Work to be completed:
The lines from the top of the records below through the one containing "pub mod packets;" are to be transcribed exactly, and nothing else is to be added.

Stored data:
»»

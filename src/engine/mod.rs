//! Flow aggregation and rule evaluation engine.
//!
//! The offline pipeline reads a capture file, folds its packets into a flow
//! table, and scans that table with three threshold rules. The live
//! controller in [`live`] repeats the same pipeline over fixed-duration
//! capture windows.

pub mod capture;
pub mod config;
pub mod features;
pub mod flow;
pub mod live;
pub mod packets;
pub mod rules;
pub mod types;

use std::path::Path;
use std::sync::atomic::Ordering;

use crate::engine::config::Thresholds;
use crate::engine::flow::build_flows;
use crate::engine::packets::PcapSource;
use crate::engine::types::{Alert, SharedStats};
use crate::error::Result;
use crate::logger::{Event, SharedLogger};

/// Outcome of one offline detection pass.
#[derive(Debug)]
pub struct DetectionReport {
    pub alerts: Vec<Alert>,
    /// Flows in the table the rules scanned. Zero means "no activity
    /// observed", which is an outcome, not an error.
    pub flows: usize,
}

/// Runs the full offline pipeline against one capture file.
///
/// Builds the flow table, optionally dumps the leading flows when `debug`
/// is set, and evaluates all three rules with the given thresholds.
pub fn run_detection(
    pcap_path: &Path,
    thresholds: &Thresholds,
    debug: bool,
    logger: &SharedLogger,
    stats: &SharedStats,
) -> Result<DetectionReport> {
    let source = PcapSource::open(pcap_path)?;
    let (flows, summary) = build_flows(source, logger);

    stats
        .packets_total
        .fetch_add(summary.packets_seen, Ordering::Relaxed);
    stats
        .flows_total
        .fetch_add(flows.len() as u64, Ordering::Relaxed);

    if debug {
        for flow in flows.values().take(10) {
            logger.log(&Event::Debug {
                message: &format!(
                    "{}:{} -> {}:{} pkts={} dur={:.4}",
                    flow.src_ip,
                    flow.src_port,
                    flow.dst_ip,
                    flow.dst_port,
                    flow.packet_count,
                    flow.duration()
                ),
            });
        }
    }

    if flows.is_empty() {
        logger.log(&Event::NoActivity);
        return Ok(DetectionReport { alerts: Vec::new(), flows: 0 });
    }

    let alerts = rules::evaluate(&flows, thresholds);
    Ok(DetectionReport { flows: flows.len(), alerts })
}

««

Task solution:
filename src/engine/mod.rs
//! Flow aggregation and rule evaluation engine.
//!
//! The offline pipeline reads a capture file, folds its packets into a flow
//! table, and scans that table with three threshold rules. The live
//! controller in [`live`] repeats the same pipeline over fixed-duration
//! capture windows.

pub mod capture;
pub mod config;
pub mod features;
pub mod flow;
pub mod live;
pub mod packets;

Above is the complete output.